Each year on 24 July, Mormons all around the world commemorate the arrival of the first company of Mormon pioneers to the Salt Lake Valley in 1847 with parades, concerts and other festivities. The festivities honor the sacrifice of tens of thousands of pioneers and are a reminder to Mormons of their faith.
More than 160 years ago, several hundred Mormons began a migration of over a thousand miles to reach the valley of the Great Salt Lake. The first company of pioneers was led by Church President Brigham Young. There were hardships along the way, violent weather, trails forged through hostile terrain, personal sacrifice and many deaths.
The 19th-century Mormon migration beginning in 1846 in Illinois, then through Iowa and Nebraska and eventually to a place of refuge in the Rocky Mountains, was one of the most remarkable episodes in the history of the United States’ great western migration. Unlike the thousands of migrants streaming west to California and Oregon looking for a better life, the Mormon pioneers migrated involuntary — the result of expulsion from Illinois and Missouri by hostile neighbors. Later, the Mormon pioneer trail would be filled with converts coming from Europe. (Read detailed history of Mormon Pioneers on Church History Website)

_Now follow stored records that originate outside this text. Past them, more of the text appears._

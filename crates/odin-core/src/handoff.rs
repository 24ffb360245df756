// ── Handoff coordinator ──
//
// Moves a client's LVAP onto a target agent. The hosting-agent pointer
// is committed synchronously; on migration the physical add and remove
// run as two independent pool jobs with no barrier between them, so a
// client may briefly have its LVAP on both agents or on neither.

use std::net::IpAddr;
use std::sync::Arc;

use tracing::{debug, error, info, warn};

use crate::model::{Agent, Client, MacAddress};
use crate::pool::WorkerPool;
use crate::store::{AgentRegistry, ClientRegistry};

/// What a handoff request did. Purely informational: every outcome,
/// including the aborts, has already been logged.
#[derive(Debug, Clone, Copy, PartialEq, Eq)]
pub enum HandoffOutcome {
    /// The client or agent address cannot identify a real endpoint.
    InvalidArgument,
    UnknownAgent,
    UnknownClient,
    /// The client had no hosting agent and is now hosted by the target.
    Assigned,
    /// The target already hosts the client; nothing was sent.
    AlreadyAssigned,
    /// The pointer now names the target; add and remove are in flight.
    Migrated { from: IpAddr },
}

impl HandoffOutcome {
    /// Whether the hosting-agent pointer changed.
    pub fn moved(self) -> bool {
        matches!(self, Self::Assigned | Self::Migrated { .. })
    }
}

pub struct HandoffCoordinator {
    agents: Arc<AgentRegistry>,
    clients: Arc<ClientRegistry>,
    pool: WorkerPool,
}

impl HandoffCoordinator {
    pub fn new(agents: Arc<AgentRegistry>, clients: Arc<ClientRegistry>, pool: WorkerPool) -> Self {
        Self {
            agents,
            clients,
            pool,
        }
    }

    /// Hand the LVAP of `client` off to the agent at `target`.
    ///
    /// Idempotent for a target that already hosts the client. Two
    /// concurrent calls for the same client race and the last pointer
    /// update wins.
    pub fn handoff(&self, client: MacAddress, target: IpAddr) -> HandoffOutcome {
        if !client.is_station() || target.is_unspecified() {
            error!(client = %client, agent = %target, "handoff rejected: invalid client or agent address");
            return HandoffOutcome::InvalidArgument;
        }
        let Some(agent) = self.agents.get(target) else {
            error!(client = %client, agent = %target, "handoff aborted: unknown agent");
            return HandoffOutcome::UnknownAgent;
        };
        let Some(record) = self.clients.get(client) else {
            error!(client = %client, agent = %target, "handoff aborted: unknown client");
            return HandoffOutcome::UnknownClient;
        };

        match record.agent() {
            None => {
                install_program(&agent, &record);
                if let Err(e) = agent.link().add_lvap(&record) {
                    warn!(client = %client, agent = %target, error = %e, "failed to add LVAP");
                }
                record.set_agent(Some(agent));
                info!(client = %client, agent = %target, "client assigned");
                HandoffOutcome::Assigned
            }
            Some(current) if current.address() == target => {
                debug!(client = %client, agent = %target, "client already on target agent");
                HandoffOutcome::AlreadyAssigned
            }
            Some(previous) => {
                let from = previous.address();
                install_program(&agent, &record);
                record.set_agent(Some(Arc::clone(&agent)));
                info!(client = %client, from = %from, to = %target, "client handed off");

                let added = Arc::clone(&record);
                self.pool.spawn("add_lvap", move || {
                    if let Err(e) = agent.link().add_lvap(&added) {
                        warn!(client = %added.mac(), agent = %agent.address(), error = %e, "failed to add LVAP");
                    }
                });
                self.pool.spawn("remove_lvap", move || {
                    if let Err(e) = previous.link().remove_lvap(&record) {
                        warn!(client = %record.mac(), agent = %previous.address(), error = %e, "failed to remove LVAP");
                    }
                });
                HandoffOutcome::Migrated { from }
            }
        }
    }
}

fn install_program(agent: &Agent, client: &Client) {
    let program = client.forwarding_program();
    if let Err(e) = agent.link().install_forwarding_program(&program) {
        warn!(client = %client.mac(), agent = %agent.address(), error = %e, "failed to install forwarding program");
    }
}
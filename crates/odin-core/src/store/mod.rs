// ── Registries ──
//
// Concurrent, injectable state objects for agents and clients. Every
// component that needs one receives it as an `Arc`; none is global.

mod agents;
mod clients;
mod collection;

pub use agents::AgentRegistry;
pub use clients::ClientRegistry;
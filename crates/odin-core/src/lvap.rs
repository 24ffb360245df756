// ── LVAP assignment policy ──
//
// Stateless factory for fresh client records and the baseline flow
// rules that bridge a client between the agent's uplink and its LVAP.

use std::net::IpAddr;

use crate::config::LvapConfig;
use crate::model::{Client, FlowMatch, FlowRule, ForwardingProgram, Lvap, MacAddress};

/// Datapath port facing the wired network.
pub const UPLINK_PORT: u16 = 1;
/// Datapath port facing the wireless (LVAP) side.
pub const WIRELESS_PORT: u16 = 2;

const FLOW_PRIORITY: u16 = 200;

/// Policy producing LVAP identities and forwarding programs.
pub trait LvapAssigner: Send + Sync {
    /// A fresh client record for a station seen for the first time, with
    /// no network address yet.
    fn new_lvap_for(&self, mac: MacAddress) -> Client;

    /// Baseline flow rules for a client holding `ip`. Pure function of the address.
    fn default_forwarding_program(&self, ip: IpAddr) -> ForwardingProgram;
}

/// Assigner deriving the BSSID from a fixed prefix and the client's
/// address, with a single configured SSID.
#[derive(Debug, Clone, Default)]
pub struct DefaultLvapAssigner {
    config: LvapConfig,
}

impl DefaultLvapAssigner {
    pub fn new(config: LvapConfig) -> Self {
        Self { config }
    }
}

impl LvapAssigner for DefaultLvapAssigner {
    fn new_lvap_for(&self, mac: MacAddress) -> Client {
        let lvap = Lvap::new(self.config.bssid_for(mac), self.config.ssid.clone());
        Client::new(mac, None, lvap)
    }

    fn default_forwarding_program(&self, ip: IpAddr) -> ForwardingProgram {
        ForwardingProgram {
            rules: vec![
                FlowRule {
                    priority: FLOW_PRIORITY,
                    in_port: UPLINK_PORT,
                    matcher: FlowMatch::DestinationIp(ip),
                    out_port: WIRELESS_PORT,
                    idle_timeout_secs: 0,
                },
                FlowRule {
                    priority: FLOW_PRIORITY,
                    in_port: WIRELESS_PORT,
                    matcher: FlowMatch::SourceIp(ip),
                    out_port: UPLINK_PORT,
                    idle_timeout_secs: 0,
                },
            ],
        }
    }
}
//! Clap derive structures for the `odin-master` binary.

use std::net::SocketAddr;
use std::path::PathBuf;

use clap::{Args, Parser, Subcommand, ValueEnum};

// ── Top-Level CLI ────────────────────────────────────────────────────

/// odin-master -- control plane for an Odin software-defined WLAN
#[derive(Debug, Parser)]
#[command(
    name = "odin-master",
    version,
    about = "Run the Odin WLAN master",
    propagate_version = true,
    subcommand_required = true,
    arg_required_else_help = true
)]
pub struct Cli {
    #[command(flatten)]
    pub global: GlobalOpts,

    #[command(subcommand)]
    pub command: Command,
}

#[derive(Debug, Args)]
pub struct GlobalOpts {
    /// Config file (defaults to the platform config directory)
    #[arg(long, short = 'c', env = "ODIN_CONFIG", global = true)]
    pub config: Option<PathBuf>,

    /// Increase verbosity (-v, -vv, -vvv)
    #[arg(long, short = 'v', action = clap::ArgAction::Count, global = true)]
    pub verbose: u8,

    /// Log output format
    #[arg(long, default_value = "text", global = true)]
    pub log_format: LogFormat,
}

#[derive(Debug, Clone, Copy, PartialEq, Eq, ValueEnum)]
pub enum LogFormat {
    Text,
    Json,
}

// ── Commands ─────────────────────────────────────────────────────────

#[derive(Debug, Subcommand)]
pub enum Command {
    /// Start the master and serve agents until interrupted
    Run(RunArgs),

    /// Print the effective configuration as TOML
    ShowConfig,

    /// Validate an authorization list and print its entries
    CheckAuth {
        /// File to check (defaults to the configured auth_file)
        path: Option<PathBuf>,
    },
}

#[derive(Debug, Args)]
pub struct RunArgs {
    /// UDP address for agent datagrams (overrides config)
    #[arg(long, short = 'l')]
    pub listen: Option<SocketAddr>,

    /// Agent control port (overrides config)
    #[arg(long)]
    pub control_port: Option<u16>,

    /// Authorization list (overrides config)
    #[arg(long)]
    pub auth_file: Option<PathBuf>,

    /// Do not start the built-in mobility manager
    #[arg(long)]
    pub no_mobility: bool,
}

President Thomas S. Monson, then second counselor in the Church’s First Presidency, noted in 1988:
“That first trek of 1847, organized and led by Brigham Young, is described by historians as one of the great epics of United States history. Mormon pioneers by the hundreds suffered and died from disease, exposure or starvation.There were some who, lacking wagons and teams, literally walked the 1,300 miles across the plains and through the mountains, pushing and pulling handcarts. In these groups, one in six perished.”

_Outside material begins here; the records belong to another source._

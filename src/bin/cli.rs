#![cfg(not(tarpaulin_include))]

use chrono::Local;
use forecast::downloader::to_csv;
use forecast::{Midpoint, SalesForm, build_record};
use rand::thread_rng;
use std::env;
use std::process::ExitCode;

const USAGE: &str = "Usage: forecast-cli [--no-jitter] [--json] field=value ...

Fields: product, product_type, product_category, price, volume, previous_sales,
        marketing_budget, marketing_timeframe, season, investment_company,
        year, month";

fn apply(form: &mut SalesForm, key: &str, value: &str) -> Result<(), String> {
    let slot = match key {
        "product" => &mut form.product,
        "product_type" => &mut form.product_type,
        "product_category" => &mut form.product_category,
        "price" => &mut form.price,
        "volume" => &mut form.volume,
        "previous_sales" => &mut form.previous_sales,
        "marketing_budget" => &mut form.marketing_budget,
        "marketing_timeframe" => &mut form.marketing_timeframe,
        "season" => &mut form.season,
        "investment_company" => &mut form.investment_company,
        "year" => &mut form.year,
        "month" => &mut form.month,
        _ => return Err(format!("unknown field: {}", key)),
    };
    *slot = Some(value.to_string());
    Ok(())
}

fn main() -> ExitCode {
    let mut form = SalesForm::default();
    let mut jitter = true;
    let mut json = false;

    for arg in env::args().skip(1) {
        match arg.as_str() {
            "--no-jitter" => jitter = false,
            "--json" => json = true,
            "-h" | "--help" => {
                println!("{}", USAGE);
                return ExitCode::SUCCESS;
            }
            _ => {
                let Some((key, value)) = arg.split_once('=') else {
                    eprintln!("Error: expected field=value, got {:?}\n\n{}", arg, USAGE);
                    return ExitCode::from(2);
                };
                if let Err(e) = apply(&mut form, key.trim(), value) {
                    eprintln!("Error: {}\n\n{}", e, USAGE);
                    return ExitCode::from(2);
                }
            }
        }
    }

    let input = match form.validate() {
        Ok(input) => input,
        Err(e) => {
            eprintln!("Error: {}", e);
            return ExitCode::FAILURE;
        }
    };

    let today = Local::now().date_naive();
    let record = if jitter {
        build_record(input, today, &mut thread_rng())
    } else {
        build_record(input, today, &mut Midpoint)
    };

    if json {
        match serde_json::to_string_pretty(&record) {
            Ok(text) => println!("{}", text),
            Err(e) => {
                eprintln!("Error: {}", e);
                return ExitCode::FAILURE;
            }
        }
    } else {
        println!("Baseline sales:  {:.2}", record.baseline_sales);
        println!("Predicted sales: {:.2}", record.predicted_sales);
        println!("Launch date:     {}", record.launch_date);
        println!();
        print!("{}", to_csv(&record.forecast));
    }

    ExitCode::SUCCESS
}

In an 1870 article in the Deseret News, President Brigham Young recounted the trek:
“In April 1847 …one hundred and forty-three pioneers took up the line of march with our ox teams, with our cows and with what we could pick up. We made our own roads from day to day and week to week.…When the wagons were in the mud my shoulder was one of the first that ever lifted the wagon wheel; we pulled them out of the mud, sought our camping places, cut our roads through these canyons, and located on this place …”

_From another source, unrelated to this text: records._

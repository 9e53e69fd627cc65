use serde::Serialize;
use serde::de::DeserializeOwned;
use std::fs;
use std::io::{self, BufWriter, Write};
use std::path::{Path, PathBuf};
use std::sync::Mutex;
use tempfile::NamedTempFile;

/// The shared JSON file every submission overwrites
///
/// Writers are serialized and each write goes to a temporary file in the
/// same directory that is then renamed over the target, so readers see
/// either the previous or the next document, never a partial one.
#[derive(Debug)]
pub struct RecordFile {
    path: PathBuf,
    write_lock: Mutex<()>,
}

impl RecordFile {
    pub fn new(path: impl Into<PathBuf>) -> Self {
        RecordFile {
            path: path.into(),
            write_lock: Mutex::new(()),
        }
    }

    pub fn path(&self) -> &Path {
        &self.path
    }

    /// Overwrite the file with pretty-printed JSON
    pub fn save<T: Serialize + ?Sized>(&self, value: &T) -> io::Result<()> {
        let _guard = self
            .write_lock
            .lock()
            .map_err(|_| io::Error::new(io::ErrorKind::Other, "record file lock poisoned"))?;

        let dir = match self.path.parent() {
            Some(parent) if !parent.as_os_str().is_empty() => parent.to_path_buf(),
            _ => PathBuf::from("."),
        };
        fs::create_dir_all(&dir)?;

        let tmp = NamedTempFile::new_in(&dir)?;
        {
            let mut writer = BufWriter::new(tmp.as_file());
            serde_json::to_writer_pretty(&mut writer, value)
                .map_err(|e| io::Error::new(io::ErrorKind::Other, e))?;
            writer.write_all(b"\n")?;
            writer.flush()?;
        }
        tmp.persist(&self.path).map_err(|e| e.error)?;

        Ok(())
    }

    /// Raw file contents, or `None` if nothing has been saved yet
    pub fn read_bytes(&self) -> io::Result<Option<Vec<u8>>> {
        match fs::read(&self.path) {
            Ok(bytes) => Ok(Some(bytes)),
            Err(e) if e.kind() == io::ErrorKind::NotFound => Ok(None),
            Err(e) => Err(e),
        }
    }

    pub fn load<T: DeserializeOwned>(&self) -> io::Result<Option<T>> {
        match self.read_bytes()? {
            Some(bytes) => serde_json::from_slice(&bytes)
                .map(Some)
                .map_err(|e| io::Error::new(io::ErrorKind::InvalidData, e)),
            None => Ok(None),
        }
    }

    /// File name offered to browsers downloading the record
    pub fn download_name(&self) -> String {
        self.path
            .file_name()
            .and_then(|n| n.to_str())
            .unwrap_or("sales_data.json")
            .to_string()
    }
}
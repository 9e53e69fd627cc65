#![cfg(feature = "web")]
//! Error type for the HTTP handlers.
//!
//! Each variant maps to a status code; bodies are plain text like the rest
//! of the HTML-facing app.

use axum::http::StatusCode;
use axum::response::{IntoResponse, Response};

use crate::record::ValidationError;

#[derive(Debug, thiserror::Error)]
pub enum AppError {
    /// Invalid form or request data (400).
    #[error("{0}")]
    BadRequest(String),

    /// Missing file or session data (404).
    #[error("{0}")]
    NotFound(String),

    /// Filesystem failure (500).
    #[error("I/O error: {0}")]
    Io(#[from] std::io::Error),

    /// Template rendering failure (500).
    #[error("Template error: {0}")]
    Template(#[from] handlebars::RenderError),

    /// CSV/XLSX/PNG generation failure (500).
    #[error("Export error: {0}")]
    Export(String),
}

impl AppError {
    pub fn status(&self) -> StatusCode {
        match self {
            AppError::BadRequest(_) => StatusCode::BAD_REQUEST,
            AppError::NotFound(_) => StatusCode::NOT_FOUND,
            AppError::Io(_) | AppError::Template(_) | AppError::Export(_) => {
                StatusCode::INTERNAL_SERVER_ERROR
            }
        }
    }
}

impl From<ValidationError> for AppError {
    fn from(err: ValidationError) -> Self {
        AppError::BadRequest(err.to_string())
    }
}

impl IntoResponse for AppError {
    fn into_response(self) -> Response {
        let status = self.status();
        if status.is_server_error() {
            log::error!("{}", self);
        }
        (status, self.to_string()).into_response()
    }
}

pub type AppResult<T> = Result<T, AppError>;

#[cfg(test)]
mod tests {
    use super::*;

    #[test]
    fn validation_errors_are_bad_requests() {
        let err: AppError = ValidationError::InvalidMonth.into();
        assert_eq!(err.status(), StatusCode::BAD_REQUEST);
        assert_eq!(
            err.to_string(),
            "Invalid month selection. Only 0, 3, 6, or 9 months are allowed."
        );
    }

    #[test]
    fn maps_statuses() {
        assert_eq!(
            AppError::NotFound("sales_data.json not found".into()).status(),
            StatusCode::NOT_FOUND
        );
        let io = std::io::Error::new(std::io::ErrorKind::PermissionDenied, "denied");
        assert_eq!(AppError::from(io).status(), StatusCode::INTERNAL_SERVER_ERROR);
        assert_eq!(
            AppError::Export("bad".into()).into_response().status(),
            StatusCode::INTERNAL_SERVER_ERROR
        );
    }
}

As the first group of Mormon pioneers reached the SaltLakeValley in the summer of 1847, Brigham Young looked out over what was then a barren, dry desert and declared, "This is the right place."
Abigail Smith Abbott, a pioneer mother who migrated in 1849, described her family’s journey:
“On the sixth day of July 1849, I gathered my children together, eight in all, and one son-in-law, and started for the valley of the mountains in George A. Smith’s company. As we had to walk across the plains, I made moccasins for my children to wear, as I did not know when I would get shoes for them.” (Read other diaries and letters by pioneers)
Regarding the original pioneers, late Church President Gordon B. Hinckley remarked at a Pioneer Day Commemoration Concert in 2001:
“I have felt that we must never permit ourselves to lose sight of the great and singular achievements of those who first came to the valley in 1847. They came not for riches or gold, but rather to find a place where they could worship God under the revelations which are the foundation of this work.”
Under Brigham Young’s direction, an estimated 70,000 Latter-day Saints made the difficult journey to Utah between 1847 and 1869, when the transcontinental railroad was completed. Building on the foundation the pioneers built, the Church today has grown to over 13.5 million members throughout the world.
Celebrations to commemorate the arrival of the 1847 pioneers and other pioneers take place in Utah as well as among smaller gatherings of Latter-day Saints throughout the world. Pioneer activities include parades, reenactments of the trek, dressing up in period clothing and remembering pioneer ancestors.